To determine the sensitivity of TPPase activity to PPi inhibition, TPPase activity was measured over a range of PPi levels. Pi liberated during enzyme activity was measured as described with TPP at 0.5 mM, PPi at 0.05, 0.1, 0.2, 0.5 or 1 mM in the base solution. PPi stocks were prepared from dry PPi (Fluka, St. Louis, MO) dissolved in base buffer, adjusted to pH 7.2, stored on ice and used within 1 week. Data were corrected for their respective blanks and normalized to activity at 0 mM PPi.
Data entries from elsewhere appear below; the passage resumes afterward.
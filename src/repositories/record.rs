//! Generic repository over every replica table.

use anyhow::Result;
use sea_orm::sea_query::OnConflict;
use sea_orm::{ColumnTrait, ConnectionTrait, EntityTrait, IdenStatic, Iterable, QueryFilter};

use crate::entities::SyncRecord;

/// Repository for replica records of any [`SyncRecord`] kind.
pub struct RecordRepository;

impl RecordRepository {
    /// Get a single record by id.
    pub async fn get_by_id<R, C>(conn: &C, id: &str) -> Result<Option<R>>
    where
        R: SyncRecord,
        C: ConnectionTrait,
    {
        Ok(R::Entity::find().filter(R::id_column().eq(id)).one(conn).await?)
    }

    /// Get every record of the kind.
    pub async fn get_all<R, C>(conn: &C) -> Result<Vec<R>>
    where
        R: SyncRecord,
        C: ConnectionTrait,
    {
        Ok(R::Entity::find().all(conn).await?)
    }

    /// Insert the record, or overwrite every column of the existing row with the same id.
    pub async fn upsert<R, C>(conn: &C, record: R) -> Result<()>
    where
        R: SyncRecord,
        C: ConnectionTrait,
    {
        let id_column = R::id_column();
        let update_columns: Vec<_> = <R::Entity as EntityTrait>::Column::iter()
            .filter(|column| IdenStatic::as_str(column) != IdenStatic::as_str(&id_column))
            .collect();

        R::Entity::insert(record.into_active())
            .on_conflict(
                OnConflict::column(id_column)
                    .update_columns(update_columns)
                    .to_owned(),
            )
            .exec(conn)
            .await?;
        Ok(())
    }

    /// Delete a record by id. Returns whether a row was removed.
    pub async fn delete<R, C>(conn: &C, id: &str) -> Result<bool>
    where
        R: SyncRecord,
        C: ConnectionTrait,
    {
        let result = R::Entity::delete_many()
            .filter(R::id_column().eq(id))
            .exec(conn)
            .await?;
        Ok(result.rows_affected > 0)
    }

    /// Delete every record whose id is in `ids`.
    pub async fn delete_many<R, C>(conn: &C, ids: &[String]) -> Result<u64>
    where
        R: SyncRecord,
        C: ConnectionTrait,
    {
        if ids.is_empty() {
            return Ok(0);
        }
        let result = R::Entity::delete_many()
            .filter(R::id_column().is_in(ids.iter().cloned()))
            .exec(conn)
            .await?;
        Ok(result.rows_affected)
    }
}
Note that blanks with PPi alone did not have detectable Pi after 60 min of incubation, suggesting that S1 cannot hydrolyze the inhibitor (data not shown).

pH effects on S1 activity

The influence of pH on ATP and TPP activity of fast and slow S1 was determined as was done for the assays at pH 7.2. Solutions were prepared as described above and given in tables 1 and 2. The pH levels were from 5.4 to 7.6 in 0.2 pH unit increments.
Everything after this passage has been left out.